** Opening Data extracts block **

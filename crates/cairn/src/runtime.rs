//! Startup assembly for the trail app's schema.
//!
//! Collects bundled, file-loaded and programmatic migrations into one
//! registry and runs them against a schema store.

use std::path::PathBuf;

use cairn_core::config::CairnConfig;
use cairn_core::error::{CairnError, Result};
use cairn_runtime::db::Database;
use cairn_runtime::migrations::{
    load_migrations_from_dir, Migration, MigrationRegistry, MigrationRunner, RunReport,
};
use cairn_runtime::store::{PgSchemaStore, SchemaStore};

use crate::migrations::bundled_migrations;

/// Prelude module for common imports.
pub mod prelude {
    pub use cairn_core::config::CairnConfig;
    pub use cairn_core::error::{CairnError, Result};
    pub use cairn_core::schema::{
        CollectionAttribute, CollectionKind, CollectionPatch, CollectionSchema, FieldDescriptor,
        FieldKind,
    };
    pub use cairn_runtime::migrations::{Migration, MigrationId, SchemaSession};

    pub use crate::{Cairn, CairnBuilder};
}

/// The assembled migration set plus its configuration.
pub struct Cairn {
    config: CairnConfig,
    registry: MigrationRegistry,
}

impl Cairn {
    /// Create a new builder.
    pub fn builder() -> CairnBuilder {
        CairnBuilder::new()
    }

    /// Get the configuration.
    pub fn config(&self) -> &CairnConfig {
        &self.config
    }

    /// Get the migration registry.
    pub fn registry(&self) -> &MigrationRegistry {
        &self.registry
    }

    /// Connect to PostgreSQL and return a schema store for it.
    pub async fn connect_store(&self) -> Result<PgSchemaStore> {
        let db = Database::from_config(&self.config.database).await?;
        tracing::info!("Connected to database");
        PgSchemaStore::new(db.pool().clone(), self.config.migrations.clone())
    }

    /// Create a runner for the registered migrations over `store`.
    pub fn runner<S: SchemaStore>(&self, store: S) -> MigrationRunner<S> {
        MigrationRunner::new(store, self.registry.clone())
    }

    /// Run all pending migrations against the configured database.
    ///
    /// This is the startup path: it takes the advisory lock, so only one
    /// node runs migrations at a time, and aborts on the first failure.
    pub async fn migrate(&self) -> Result<RunReport> {
        let store = self.connect_store().await?;
        let report = self.runner(store).run_pending().await?;
        tracing::info!(
            applied = report.applied.len(),
            skipped = report.skipped,
            "Migrations completed"
        );
        Ok(report)
    }
}

/// Builder for configuring the migration set.
pub struct CairnBuilder {
    config: Option<CairnConfig>,
    migrations_dir: Option<PathBuf>,
    include_bundled: bool,
    extra_migrations: Vec<Migration>,
}

impl CairnBuilder {
    /// Create a new builder.
    pub fn new() -> Self {
        Self {
            config: None,
            migrations_dir: None,
            include_bundled: true,
            extra_migrations: Vec::new(),
        }
    }

    /// Set the configuration.
    pub fn config(mut self, config: CairnConfig) -> Self {
        self.config = Some(config);
        self
    }

    /// Set the directory to load migration files from.
    ///
    /// Defaults to `[migrations] dir` from the configuration. Files should be
    /// named like `1747952550_updated_timeline.json`.
    pub fn migrations_dir(mut self, path: impl Into<PathBuf>) -> Self {
        self.migrations_dir = Some(path.into());
        self
    }

    /// Skip the migrations compiled into this binary.
    pub fn without_bundled(mut self) -> Self {
        self.include_bundled = false;
        self
    }

    /// Add a migration programmatically.
    pub fn migration(mut self, migration: Migration) -> Self {
        self.extra_migrations.push(migration);
        self
    }

    /// Build the migration set. Fails on a duplicate identifier across
    /// bundled, file-loaded and programmatic migrations.
    pub fn build(self) -> Result<Cairn> {
        let config = self
            .config
            .ok_or_else(|| CairnError::Config("Configuration is required".to_string()))?;

        let dir = self
            .migrations_dir
            .unwrap_or_else(|| config.migrations.dir.clone());

        let mut migrations = Vec::new();
        if self.include_bundled {
            migrations.extend(bundled_migrations()?);
        }
        migrations.extend(load_migrations_from_dir(&dir)?);
        migrations.extend(self.extra_migrations);

        let registry = MigrationRegistry::new(migrations)?;
        tracing::debug!("Registered {} migrations", registry.len());

        Ok(Cairn { config, registry })
    }
}

impl Default for CairnBuilder {
    fn default() -> Self {
        Self::new()
    }
}

#[cfg(test)]
mod tests {
    use super::*;
    use cairn_runtime::migrations::MigrationId;
    use cairn_runtime::store::MemoryStore;
    use tempfile::TempDir;

    fn config() -> CairnConfig {
        CairnConfig::default_with_database_url("postgres://localhost/test")
    }

    #[test]
    fn test_cairn_builder_requires_config() {
        let result = CairnBuilder::new().build();
        assert!(matches!(result, Err(CairnError::Config(_))));
    }

    #[test]
    fn test_cairn_builder_includes_bundled() {
        let dir = TempDir::new().unwrap();
        let cairn = CairnBuilder::new()
            .config(config())
            .migrations_dir(dir.path())
            .build()
            .unwrap();

        assert_eq!(cairn.registry().len(), 2);
        assert!(cairn
            .registry()
            .contains(&MigrationId::from("1747952550_updated_timeline")));
    }

    #[test]
    fn test_cairn_builder_merges_sources() {
        let dir = TempDir::new().unwrap();
        std::fs::write(
            dir.path().join("1760000000_noop.json"),
            r#"{"up": [], "down": []}"#,
        )
        .unwrap();

        let cairn = CairnBuilder::new()
            .config(config())
            .migrations_dir(dir.path())
            .without_bundled()
            .migration(Migration::from_patches("1770000000_extra", Vec::new(), Vec::new()))
            .build()
            .unwrap();

        let ids: Vec<&str> = cairn.registry().iter().map(|m| m.id().as_str()).collect();
        assert_eq!(ids, vec!["1760000000_noop", "1770000000_extra"]);
    }

    #[test]
    fn test_cairn_builder_rejects_duplicates() {
        let dir = TempDir::new().unwrap();
        let result = CairnBuilder::new()
            .config(config())
            .migrations_dir(dir.path())
            .migration(Migration::from_patches(
                "1749837751_updated_trail_like",
                Vec::new(),
                Vec::new(),
            ))
            .build();

        assert!(matches!(result, Err(CairnError::DuplicateIdentifier(_))));
    }

    #[test]
    fn test_default_dir_inside_crate_does_not_reload_bundled() {
        let crate_dir = std::path::Path::new(env!("CARGO_MANIFEST_DIR"));
        let cairn = CairnBuilder::new()
            .config(config())
            .migrations_dir(crate_dir.join(&config().migrations.dir))
            .build()
            .unwrap();

        assert_eq!(cairn.registry().len(), bundled_migrations().unwrap().len());
    }

    #[tokio::test]
    async fn test_runner_over_memory_store() {
        let dir = TempDir::new().unwrap();
        let cairn = CairnBuilder::new()
            .config(config())
            .migrations_dir(dir.path())
            .without_bundled()
            .migration(Migration::from_patches("0001_noop", Vec::new(), Vec::new()))
            .build()
            .unwrap();

        let mut runner = cairn.runner(MemoryStore::new());
        let report = runner.run_pending().await.unwrap();
        assert_eq!(report.applied, vec![MigrationId::from("0001_noop")]);
    }
}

** Closing Data extracts block **

Set down exactly the lines of the data above, beginning with the line that has "a migration programmatically." and ending with the line that has "fn default() ->", and no others.

### [Answer to the problem]
    /// Add a migration programmatically.
    pub fn migration(mut self, migration: Migration) -> Self {
        self.extra_migrations.push(migration);
        self
    }

    /// Build the migration set. Fails on a duplicate identifier across
    /// bundled, file-loaded and programmatic migrations.
    pub fn build(self) -> Result<Cairn> {
        let config = self
            .config
            .ok_or_else(|| CairnError::Config("Configuration is required".to_string()))?;

        let dir = self
            .migrations_dir
            .unwrap_or_else(|| config.migrations.dir.clone());

        let mut migrations = Vec::new();
        if self.include_bundled {
            migrations.extend(bundled_migrations()?);
        }
        migrations.extend(load_migrations_from_dir(&dir)?);
        migrations.extend(self.extra_migrations);

        let registry = MigrationRegistry::new(migrations)?;
        tracing::debug!("Registered {} migrations", registry.len());

        Ok(Cairn { config, registry })
    }
}

impl Default for CairnBuilder {
    fn default() -> Self {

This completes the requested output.